* Exercise brief: Among the records that follow, find each line holding the word "SoftwareBus" and copy it.

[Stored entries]

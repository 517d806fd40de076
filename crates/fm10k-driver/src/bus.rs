//! Register bus abstraction
//!
//! Every access to switch registers goes through a [`RegisterBus`]. The
//! cache and CRM engine never care whether the words land in a mapped BAR or
//! in the software model used for CI.

use crate::error::Result;
use std::fmt::Debug;

/// Word-addressed management bus
///
/// Addresses are 32-bit word addresses. Multi-word helpers access
/// consecutive addresses; a failure part-way leaves earlier words written.
pub trait RegisterBus: Debug + Send {
    /// Read one 32-bit register
    ///
    /// # Errors
    ///
    /// Returns error if the bus transaction fails.
    fn read32(&mut self, addr: u32) -> Result<u32>;

    /// Write one 32-bit register
    ///
    /// # Errors
    ///
    /// Returns error if the bus transaction fails.
    fn write32(&mut self, addr: u32, value: u32) -> Result<()>;

    /// Read `out.len()` consecutive registers starting at `addr`
    ///
    /// # Errors
    ///
    /// Returns the first bus error encountered.
    fn read_mult(&mut self, addr: u32, out: &mut [u32]) -> Result<()> {
        for (a, word) in (addr..).zip(out.iter_mut()) {
            *word = self.read32(a)?;
        }
        Ok(())
    }

    /// Write `words` to consecutive registers starting at `addr`
    ///
    /// # Errors
    ///
    /// Returns the first bus error encountered.
    fn write_mult(&mut self, addr: u32, words: &[u32]) -> Result<()> {
        for (a, &word) in (addr..).zip(words) {
            self.write32(a, word)?;
        }
        Ok(())
    }

    /// Read a 64-bit register stored as two words, low word first
    ///
    /// # Errors
    ///
    /// Returns error if either word read fails.
    fn read64(&mut self, addr: u32) -> Result<u64> {
        let mut words = [0u32; 2];
        self.read_mult(addr, &mut words)?;
        Ok(fm10k_chip::bits::join_words(words[0], words[1]))
    }

    /// Write a 64-bit register stored as two words, low word first
    ///
    /// # Errors
    ///
    /// Returns error if either word write fails.
    fn write64(&mut self, addr: u32, value: u64) -> Result<()> {
        self.write_mult(addr, &fm10k_chip::bits::split_words(value))
    }

    /// Get bus type for debugging
    fn bus_type(&self) -> BusType;
}

/// Bus type identifier
#[derive(Debug, Clone, Copy, PartialEq, Eq)]
pub enum BusType {
    /// Memory-mapped PCIe BAR
    Mmio,

    /// Software register model, no hardware required
    Software,
}

impl std::fmt::Display for BusType {
    fn fmt(&self, f: &mut std::fmt::Formatter<'_>) -> std::fmt::Result {
        match self {
            Self::Mmio => write!(f, "MMIO"),
            Self::Software => write!(f, "Software (model)"),
        }
    }
}

/// Bus selection strategy
#[derive(Debug, Clone, Copy, PartialEq, Eq)]
pub enum BusSelection {
    /// Memory-mapped BAR of the given PCIe device
    Mmio,

    /// Software register model (device id ignored)
    Software,
}

/// Open a bus for `device_id` (a PCIe address for [`BusSelection::Mmio`])
///
/// # Errors
///
/// Returns error if the selected backend cannot be opened.
pub fn select_bus(selection: BusSelection, device_id: &str) -> Result<Box<dyn RegisterBus>> {
    use crate::backends::{MmioBus, SoftwareBus};

    match selection {
        BusSelection::Mmio => {
            tracing::info!("Using MMIO bus for {device_id}");
            MmioBus::open(device_id, MmioBus::SWITCH_BAR).map(|b| Box::new(b) as Box<dyn RegisterBus>)
        }
        BusSelection::Software => {
            tracing::info!("Using software register model");
            Ok(Box::new(SoftwareBus::new()))
        }
    }
}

* Solution to this problem:
    use crate::backends::{MmioBus, SoftwareBus};
            Ok(Box::new(SoftwareBus::new()))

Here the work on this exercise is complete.